• **Instructions for the task**:
All of the entries need to be copied character for character.
─── Data section ───
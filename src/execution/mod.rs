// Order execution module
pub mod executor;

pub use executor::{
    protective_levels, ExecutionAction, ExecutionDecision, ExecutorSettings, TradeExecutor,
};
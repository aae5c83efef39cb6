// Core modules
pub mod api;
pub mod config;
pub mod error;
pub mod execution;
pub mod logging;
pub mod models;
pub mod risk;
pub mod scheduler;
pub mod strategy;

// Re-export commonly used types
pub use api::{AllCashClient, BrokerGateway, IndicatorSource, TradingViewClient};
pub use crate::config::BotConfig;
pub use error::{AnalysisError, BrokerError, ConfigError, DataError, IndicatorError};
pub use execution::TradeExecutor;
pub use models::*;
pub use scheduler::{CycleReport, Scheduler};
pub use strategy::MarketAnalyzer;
───
• **Written response**:
filename src/execution/mod.rs
// Order execution module
pub mod executor;

pub use executor::{
    protective_levels, ExecutionAction, ExecutionDecision, ExecutorSettings, TradeExecutor,
};
repository aae5c83efef39cb6
// Core modules
pub mod api;
pub mod config;
pub mod error;
pub mod execution;
pub mod logging;
pub mod models;
pub mod risk;
pub mod scheduler;
pub mod strategy;

// Re-export commonly used types
pub use api::{AllCashClient, BrokerGateway, IndicatorSource, TradingViewClient};
pub use crate::config::BotConfig;
pub use error::{AnalysisError, BrokerError, ConfigError, DataError, IndicatorError};
pub use execution::TradeExecutor;
pub use models::*;
pub use scheduler::{CycleReport, Scheduler};
pub use strategy::MarketAnalyzer;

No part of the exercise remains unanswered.